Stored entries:
+++

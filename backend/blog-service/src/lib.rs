/// Blog Service Library
///
/// Serves the Yatube blog: posts optionally filed under groups, comments on posts and
/// follow edges between users that drive a personalized feed. The rendered global index
/// is cached for a short, fixed window.
///
/// # Modules
///
/// - `handlers`: HTTP views and route table
/// - `models`: Users, groups, posts, comments, follows and submitted forms
/// - `services`: Feed assembly and mutations
/// - `db`: Repository trait with PostgreSQL and in-memory backends
/// - `cache`: Rendered page cache (Redis or in-memory)
/// - `middleware`: Session authentication, permission checks, request metrics
/// - `render`: Template rendering seam
/// - `pagination`: Page-number pagination shared by every feed
/// - `error`: Error types and their HTTP mapping
/// - `config`: Configuration management
/// - `metrics`: Prometheus collectors
pub mod cache;
pub mod config;
pub mod db;
pub mod error;
pub mod handlers;
pub mod metrics;
pub mod middleware;
pub mod models;
pub mod pagination;
pub mod render;
pub mod services;

pub use config::Config;
pub use error::{AppError, Result};

use actix_web::HttpResponse;
use bytes::Bytes;
use serde_json::Value;
use std::sync::Arc;

use cache::IndexPageCache;
use db::BlogRepository;
use render::Renderer;
use services::{CommentService, FeedService, FollowService, PostService};

/// Shared state handed to every handler through `web::Data`.
pub struct AppState {
    pub repo: Arc<dyn BlogRepository>,
    pub pages: Arc<IndexPageCache>,
    pub renderer: Arc<dyn Renderer>,
    /// Where anonymous callers of protected views are sent
    pub login_url: String,
}

impl AppState {
    pub fn new(
        repo: Arc<dyn BlogRepository>,
        pages: Arc<IndexPageCache>,
        renderer: Arc<dyn Renderer>,
        login_url: impl Into<String>,
    ) -> Self {
        Self {
            repo,
            pages,
            renderer,
            login_url: login_url.into(),
        }
    }

    pub fn feeds(&self) -> FeedService {
        FeedService::new(self.repo.clone())
    }

    pub fn posts(&self) -> PostService {
        PostService::new(self.repo.clone())
    }

    pub fn comments(&self) -> CommentService {
        CommentService::new(self.repo.clone())
    }

    pub fn follows(&self) -> FollowService {
        FollowService::new(self.repo.clone(), self.login_url.clone())
    }

    /// 200 response carrying an already rendered body.
    pub fn page_response(&self, body: Bytes) -> HttpResponse {
        HttpResponse::Ok()
            .content_type(self.renderer.content_type())
            .body(body)
    }

    pub fn render(&self, template: &str, context: &Value) -> Result<HttpResponse> {
        let body = self.renderer.render(template, context)?;
        Ok(self.page_response(body))
    }
}
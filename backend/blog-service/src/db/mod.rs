/// Database access layer for blog-service
///
/// [`BlogRepository`] is the persistence seam the services depend on. Two backends exist:
/// - [`PgBlogRepository`]: PostgreSQL via sqlx, built from the `*_repo` query modules
/// - [`InMemoryBlogRepository`]: process-local tables for development and tests
pub mod comment_repo;
pub mod follow_repo;
pub mod group_repo;
pub mod memory;
pub mod post_repo;
pub mod postgres;
pub mod user_repo;

pub use memory::InMemoryBlogRepository;
pub use postgres::PgBlogRepository;

use async_trait::async_trait;
use sqlx::postgres::{PgPool, PgPoolOptions};
use std::time::Duration;
use tracing::info;
use uuid::Uuid;

use crate::config::DatabaseConfig;
use crate::error::Result;
use crate::models::{Comment, Group, NewComment, NewGroup, NewPost, Post, PostChanges, PostFilter, User};

/// Persistence operations needed by the feed assembler and the mutation services.
///
/// Every method is a single atomic statement against the store.
#[async_trait]
pub trait BlogRepository: Send + Sync {
    async fn find_user_by_username(&self, username: &str) -> Result<Option<User>>;

    async fn create_user(&self, username: &str) -> Result<User>;

    async fn find_group_by_slug(&self, slug: &str) -> Result<Option<Group>>;

    async fn find_group_by_id(&self, group_id: i64) -> Result<Option<Group>>;

    /// All groups ordered by title
    async fn list_groups(&self) -> Result<Vec<Group>>;

    async fn create_group(&self, group: NewGroup) -> Result<Group>;

    async fn create_post(&self, post: NewPost) -> Result<Post>;

    async fn find_post(&self, post_id: i64) -> Result<Option<Post>>;

    /// Overwrite text, group and image in place. Returns `None` if the post is gone.
    async fn update_post(&self, post_id: i64, changes: PostChanges) -> Result<Option<Post>>;

    async fn count_posts(&self, filter: PostFilter) -> Result<i64>;

    /// Posts matching `filter`, newest first (`created_at DESC, id DESC`)
    async fn list_posts(&self, filter: PostFilter, limit: i64, offset: i64) -> Result<Vec<Post>>;

    async fn create_comment(&self, comment: NewComment) -> Result<Comment>;

    /// Comments of one post in creation order
    async fn list_comments(&self, post_id: i64) -> Result<Vec<Comment>>;

    async fn is_following(&self, user_id: Uuid, author_id: Uuid) -> Result<bool>;

    /// Returns true if a new edge was inserted
    async fn create_follow(&self, user_id: Uuid, author_id: Uuid) -> Result<bool>;

    /// Returns true if an edge was removed
    async fn delete_follow(&self, user_id: Uuid, author_id: Uuid) -> Result<bool>;

    async fn health_check(&self) -> Result<()> {
        Ok(())
    }
}

/// Create the PostgreSQL pool from service configuration
pub async fn create_pool(config: &DatabaseConfig) -> std::result::Result<PgPool, sqlx::Error> {
    info!(
        "Database Pool Configuration: max_connections={}, min_connections={}, acquire_timeout={}s",
        config.max_connections, config.min_connections, config.acquire_timeout_secs
    );

    PgPoolOptions::new()
        .max_connections(config.max_connections)
        .min_connections(config.min_connections)
        .acquire_timeout(Duration::from_secs(config.acquire_timeout_secs))
        .connect(&config.url)
        .await
}

/// Apply the embedded schema migrations
pub async fn run_migrations(pool: &PgPool) -> std::result::Result<(), sqlx::migrate::MigrateError> {
    sqlx::migrate!("./migrations").run(pool).await
}
/// Comment service - adds comments to existing posts
use std::sync::Arc;
use tracing::info;
use validator::Validate;

use super::{Mutation, RedirectTarget};
use crate::db::BlogRepository;
use crate::error::{AppError, Result};
use crate::metrics::blog::record_mutation;
use crate::middleware::AuthUser;
use crate::models::{Comment, CommentForm, NewComment};

pub struct CommentService {
    repo: Arc<dyn BlogRepository>,
}

impl CommentService {
    pub fn new(repo: Arc<dyn BlogRepository>) -> Self {
        Self { repo }
    }

    /// Attach a comment by `acting_user` to `post_id`. Blank text creates nothing and
    /// returns a validation error.
    pub async fn add_comment(
        &self,
        acting_user: &AuthUser,
        post_id: i64,
        form: CommentForm,
    ) -> Result<Mutation<Comment>> {
        let post = self
            .repo
            .find_post(post_id)
            .await?
            .ok_or_else(|| AppError::NotFound(format!("post {}", post_id)))?;

        let form = form.cleaned();
        if let Err(e) = form.validate() {
            record_mutation("comment_create", "invalid");
            return Err(e.into());
        }

        let comment = self
            .repo
            .create_comment(NewComment {
                post_id: post.id,
                author_id: acting_user.id,
                text: form.text,
            })
            .await?;

        record_mutation("comment_create", "success");
        info!(
            comment_id = comment.id,
            post_id = post.id,
            author = %acting_user.username,
            "Comment created"
        );

        Ok(Mutation {
            value: comment,
            redirect: RedirectTarget::PostDetail(post.id),
        })
    }
}
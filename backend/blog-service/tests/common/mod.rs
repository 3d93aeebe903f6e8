//! Shared fixtures for HTTP-level tests
//!
//! Every test gets its own in-memory repository and page cache, so no PostgreSQL or
//! Redis is needed. `init_app!` builds the same App the binary serves, minus logging.
#![allow(dead_code)]

use actix_web::web;
use serde_json::Value;
use std::sync::Arc;
use std::time::Duration;

use blog_service::cache::{IndexPageCache, InMemoryPageCache};
use blog_service::db::{BlogRepository, InMemoryBlogRepository};
use blog_service::middleware::JwtKeys;
use blog_service::models::{Group, NewGroup, NewPost, Post, User};
use blog_service::render::JsonRenderer;
use blog_service::AppState;

pub const TEST_SECRET: &str = "blog-service-test-secret";
pub const LOGIN_URL: &str = "/auth/login/";

pub struct TestApp {
    pub repo: Arc<InMemoryBlogRepository>,
    pub cache: Arc<InMemoryPageCache>,
    pub pages: Arc<IndexPageCache>,
    pub state: web::Data<AppState>,
    pub keys: Arc<JwtKeys>,
}

impl TestApp {
    pub fn new() -> Self {
        Self::with_ttl(Duration::from_secs(20))
    }

    pub fn with_ttl(ttl: Duration) -> Self {
        let repo = Arc::new(InMemoryBlogRepository::new());
        let cache = Arc::new(InMemoryPageCache::new());
        let pages = Arc::new(IndexPageCache::new(cache.clone(), ttl));
        let state = web::Data::new(AppState::new(
            repo.clone(),
            pages.clone(),
            Arc::new(JsonRenderer),
            LOGIN_URL,
        ));

        Self {
            repo,
            cache,
            pages,
            state,
            keys: Arc::new(JwtKeys::from_secret(TEST_SECRET)),
        }
    }

    pub async fn user(&self, username: &str) -> User {
        self.repo.create_user(username).await.unwrap()
    }

    pub async fn group(&self, slug: &str, title: &str) -> Group {
        self.repo
            .create_group(NewGroup {
                title: title.to_string(),
                slug: slug.to_string(),
                description: format!("About {}", title),
            })
            .await
            .unwrap()
    }

    pub async fn post(&self, author: &User, text: &str, group: Option<&Group>) -> Post {
        self.repo
            .create_post(NewPost {
                author_id: author.id,
                text: text.to_string(),
                group_id: group.map(|g| g.id),
                image: None,
            })
            .await
            .unwrap()
    }

    /// `Authorization` header value for `user`
    pub fn bearer(&self, user: &User) -> (&'static str, String) {
        let token = self.keys.issue_token(user.id, &user.username).unwrap();
        ("Authorization", format!("Bearer {}", token))
    }

    pub fn session_cookie(&self, user: &User) -> actix_web::cookie::Cookie<'static> {
        let token = self.keys.issue_token(user.id, &user.username).unwrap();
        actix_web::cookie::Cookie::new(blog_service::config::DEFAULT_SESSION_COOKIE, token)
    }
}

/// Build the routed service for a [`TestApp`].
#[macro_export]
macro_rules! init_app {
    ($fixture:expr) => {
        actix_web::test::init_service(
            actix_web::App::new()
                .app_data($fixture.state.clone())
                .wrap(blog_service::middleware::SessionAuth::new(
                    $fixture.keys.clone(),
                    blog_service::config::DEFAULT_SESSION_COOKIE,
                ))
                .configure(blog_service::handlers::configure_routes)
                .default_service(actix_web::web::to(blog_service::handlers::not_found)),
        )
        .await
    };
}

/// Parse a rendered page (`{"template": ..., "context": ...}`)
pub fn rendered(body: &[u8]) -> Value {
    serde_json::from_slice(body).unwrap()
}

/// Texts of the posts on a rendered page, in display order
pub fn page_texts(page: &Value) -> Vec<String> {
    page["context"]["page_obj"]["items"]
        .as_array()
        .unwrap()
        .iter()
        .map(|post| post["text"].as_str().unwrap().to_string())
        .collect()
}

pub fn location<B>(resp: &actix_web::dev::ServiceResponse<B>) -> String {
    resp.headers()
        .get(actix_web::http::header::LOCATION)
        .unwrap()
        .to_str()
        .unwrap()
        .to_string()
}
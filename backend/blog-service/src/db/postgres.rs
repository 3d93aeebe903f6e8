//! PostgreSQL-backed repository.

use async_trait::async_trait;
use sqlx::PgPool;
use uuid::Uuid;

use super::{comment_repo, follow_repo, group_repo, post_repo, user_repo, BlogRepository};
use crate::error::Result;
use crate::models::{Comment, Group, NewComment, NewGroup, NewPost, Post, PostChanges, PostFilter, User};

#[derive(Clone)]
pub struct PgBlogRepository {
    pool: PgPool,
}

impl PgBlogRepository {
    pub fn new(pool: PgPool) -> Self {
        Self { pool }
    }
}

#[async_trait]
impl BlogRepository for PgBlogRepository {
    async fn find_user_by_username(&self, username: &str) -> Result<Option<User>> {
        Ok(user_repo::find_user_by_username(&self.pool, username).await?)
    }

    async fn create_user(&self, username: &str) -> Result<User> {
        Ok(user_repo::create_user(&self.pool, username).await?)
    }

    async fn find_group_by_slug(&self, slug: &str) -> Result<Option<Group>> {
        Ok(group_repo::find_group_by_slug(&self.pool, slug).await?)
    }

    async fn find_group_by_id(&self, group_id: i64) -> Result<Option<Group>> {
        Ok(group_repo::find_group_by_id(&self.pool, group_id).await?)
    }

    async fn list_groups(&self) -> Result<Vec<Group>> {
        Ok(group_repo::list_groups(&self.pool).await?)
    }

    async fn create_group(&self, group: NewGroup) -> Result<Group> {
        Ok(group_repo::create_group(&self.pool, &group).await?)
    }

    async fn create_post(&self, post: NewPost) -> Result<Post> {
        Ok(post_repo::create_post(&self.pool, &post).await?)
    }

    async fn find_post(&self, post_id: i64) -> Result<Option<Post>> {
        Ok(post_repo::find_post_by_id(&self.pool, post_id).await?)
    }

    async fn update_post(&self, post_id: i64, changes: PostChanges) -> Result<Option<Post>> {
        Ok(post_repo::update_post(&self.pool, post_id, &changes).await?)
    }

    async fn count_posts(&self, filter: PostFilter) -> Result<i64> {
        Ok(post_repo::count_posts(&self.pool, filter).await?)
    }

    async fn list_posts(&self, filter: PostFilter, limit: i64, offset: i64) -> Result<Vec<Post>> {
        Ok(post_repo::list_posts(&self.pool, filter, limit, offset).await?)
    }

    async fn create_comment(&self, comment: NewComment) -> Result<Comment> {
        Ok(comment_repo::create_comment(&self.pool, &comment).await?)
    }

    async fn list_comments(&self, post_id: i64) -> Result<Vec<Comment>> {
        Ok(comment_repo::find_comments_by_post(&self.pool, post_id).await?)
    }

    async fn is_following(&self, user_id: Uuid, author_id: Uuid) -> Result<bool> {
        Ok(follow_repo::is_following(&self.pool, user_id, author_id).await?)
    }

    async fn create_follow(&self, user_id: Uuid, author_id: Uuid) -> Result<bool> {
        Ok(follow_repo::create_follow(&self.pool, user_id, author_id).await?)
    }

    async fn delete_follow(&self, user_id: Uuid, author_id: Uuid) -> Result<bool> {
        Ok(follow_repo::delete_follow(&self.pool, user_id, author_id).await?)
    }

    async fn health_check(&self) -> Result<()> {
        sqlx::query("SELECT 1").fetch_one(&self.pool).await?;
        Ok(())
    }
}
//! Submitted form payloads and their validation.
//!
//! Forms arrive urlencoded, so optional fields come in as empty strings and are
//! normalized here before anything reaches a service.

use serde::{Deserialize, Serialize};
use validator::Validate;

use crate::error::FieldErrors;

pub const REQUIRED_MESSAGE: &str = "This field is required.";
pub const INVALID_CHOICE_MESSAGE: &str =
    "Select a valid choice. That choice is not one of the available choices.";

/// Raw post form as posted by the browser.
#[derive(Debug, Clone, Default, Deserialize, Serialize)]
pub struct PostForm {
    #[serde(default)]
    pub text: String,
    #[serde(default)]
    pub group: String,
    #[serde(default)]
    pub image: String,
}

/// Normalized post input handed to the mutation service.
#[derive(Debug, Clone, PartialEq, Eq, Validate)]
pub struct PostDraft {
    #[validate(length(min = 1, message = "This field is required."))]
    pub text: String,
    pub group_id: Option<i64>,
    pub image: Option<String>,
}

impl PostForm {
    /// Trim fields and parse the group choice. Only the group can fail here; text
    /// emptiness is checked by [`PostDraft`]'s validation.
    pub fn into_draft(self) -> Result<PostDraft, FieldErrors> {
        let group_id = match self.group.trim() {
            "" => None,
            raw => match raw.parse::<i64>() {
                Ok(id) => Some(id),
                Err(_) => return Err(FieldErrors::single("group", INVALID_CHOICE_MESSAGE)),
            },
        };
        let image = match self.image.trim() {
            "" => None,
            reference => Some(reference.to_string()),
        };

        Ok(PostDraft {
            text: self.text.trim().to_string(),
            group_id,
            image,
        })
    }
}

#[derive(Debug, Clone, Default, Deserialize, Serialize, Validate)]
pub struct CommentForm {
    #[serde(default)]
    #[validate(length(min = 1, message = "This field is required."))]
    pub text: String,
}

impl CommentForm {
    pub fn cleaned(self) -> Self {
        Self {
            text: self.text.trim().to_string(),
        }
    }
}
/// HTTP handlers for blog endpoints
///
/// This module contains handlers for:
/// - Feeds: global index (cached), group, profile and followed-authors listings
/// - Posts: detail view, create and author-only edit forms
/// - Comments: adding a comment to a post
/// - Follow: follow / unfollow an author
///
/// Views respond with rendered templates (200), redirects (302) or the not-found page (404).
pub mod comments;
pub mod feed;
pub mod follow;
pub mod posts;

// Re-export handler functions at module level
pub use comments::add_comment;
pub use feed::{follow_index, group_posts, index, post_detail, profile};
pub use follow::{profile_follow, profile_unfollow};
pub use posts::{post_create, post_create_form, post_edit, post_edit_form};

use actix_web::{error::PathError, http::header, web, FromRequest, HttpRequest, HttpResponse};
use std::future::{ready, Ready};

use crate::error::{AppError, Result};
use crate::pagination::parse_page_number;

/// Requested page number from `?page=`.
///
/// Extraction never fails: a repeated `page` takes the last value, and a missing or
/// malformed one is page 1.
#[derive(Debug, Clone, Copy, PartialEq, Eq)]
pub struct PageQuery(i64);

impl PageQuery {
    pub fn from_query_string(query: &str) -> Self {
        let raw = web::Query::<Vec<(String, String)>>::from_query(query)
            .ok()
            .and_then(|pairs| {
                pairs
                    .into_inner()
                    .into_iter()
                    .rev()
                    .find(|(key, _)| key == "page")
                    .map(|(_, value)| value)
            });
        PageQuery(parse_page_number(raw.as_deref()))
    }

    pub fn number(&self) -> i64 {
        self.0
    }
}

impl FromRequest for PageQuery {
    type Error = actix_web::Error;
    type Future = Ready<std::result::Result<Self, Self::Error>>;

    fn from_request(req: &HttpRequest, _: &mut actix_web::dev::Payload) -> Self::Future {
        ready(Ok(Self::from_query_string(req.query_string())))
    }
}

/// Unparseable path segments (`/posts/abc/`) get the regular not-found page.
fn path_error(err: PathError, req: &HttpRequest) -> actix_web::Error {
    AppError::NotFound(format!("page '{}' ({})", req.path(), err)).into()
}

pub(crate) fn redirect(location: &str) -> HttpResponse {
    HttpResponse::Found()
        .insert_header((header::LOCATION, location))
        .finish()
}

/// Route table. Paths keep their trailing slashes.
pub fn configure_routes(cfg: &mut web::ServiceConfig) {
    cfg.app_data(web::PathConfig::default().error_handler(path_error))
        .route("/", web::get().to(index))
        .route("/group/{slug}/", web::get().to(group_posts))
        .route("/follow/", web::get().to(follow_index))
        .service(
            web::resource("/create/")
                .route(web::get().to(post_create_form))
                .route(web::post().to(post_create)),
        )
        .route("/profile/{username}/", web::get().to(profile))
        .route("/profile/{username}/follow/", web::get().to(profile_follow))
        .route(
            "/profile/{username}/unfollow/",
            web::get().to(profile_unfollow),
        )
        .route("/posts/{post_id}/", web::get().to(post_detail))
        .service(
            web::resource("/posts/{post_id}/edit/")
                .route(web::get().to(post_edit_form))
                .route(web::post().to(post_edit)),
        )
        .route("/posts/{post_id}/comment/", web::post().to(add_comment));
}

/// Fallback for unknown routes.
pub async fn not_found(req: HttpRequest) -> Result<HttpResponse> {
    Err(AppError::NotFound(format!("page '{}'", req.path())))
}

#[cfg(test)]
mod tests {
    use super::*;

    #[test]
    fn page_query_is_lenient() {
        assert_eq!(PageQuery::from_query_string("").number(), 1);
        assert_eq!(PageQuery::from_query_string("page=3").number(), 3);
        assert_eq!(PageQuery::from_query_string("page=abc").number(), 1);
        assert_eq!(PageQuery::from_query_string("page=1&page=2").number(), 2);
        assert_eq!(PageQuery::from_query_string("sort=new&page=4").number(), 4);
    }
}
//! Template rendering seam.
//!
//! HTML templates are owned by the presentation layer; the service only needs something
//! that turns a template name plus a context into response bytes. [`JsonRenderer`] is the
//! default and emits `{"template": ..., "context": ...}` documents, which is also what the
//! global-feed page cache stores.

use bytes::Bytes;
use serde_json::Value;

use crate::error::Result;

pub const INDEX_TEMPLATE: &str = "posts/index.html";
pub const GROUP_LIST_TEMPLATE: &str = "posts/group_list.html";
pub const PROFILE_TEMPLATE: &str = "posts/profile.html";
pub const POST_DETAIL_TEMPLATE: &str = "posts/post_detail.html";
pub const POST_FORM_TEMPLATE: &str = "posts/create_post.html";
pub const FOLLOW_TEMPLATE: &str = "posts/follow.html";
pub const NOT_FOUND_TEMPLATE: &str = "core/404.html";

/// Template collaborator.
pub trait Renderer: Send + Sync {
    fn render(&self, template: &str, context: &Value) -> Result<Bytes>;

    fn content_type(&self) -> &'static str;
}

#[derive(Debug, Clone, Copy, Default)]
pub struct JsonRenderer;

impl JsonRenderer {
    pub const CONTENT_TYPE: &'static str = "application/json";
}

impl Renderer for JsonRenderer {
    fn render(&self, template: &str, context: &Value) -> Result<Bytes> {
        let document = serde_json::json!({
            "template": template,
            "context": context,
        });
        Ok(Bytes::from(serde_json::to_vec(&document)?))
    }

    fn content_type(&self) -> &'static str {
        Self::CONTENT_TYPE
    }
}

+++

What the task requires: Each line holding "offset" in the records should be copied out.

Solved problem:
    async fn list_posts(&self, filter: PostFilter, limit: i64, offset: i64) -> Result<Vec<Post>>;
    async fn list_posts(&self, filter: PostFilter, limit: i64, offset: i64) -> Result<Vec<Post>> {
        Ok(post_repo::list_posts(&self.pool, filter, limit, offset).await?)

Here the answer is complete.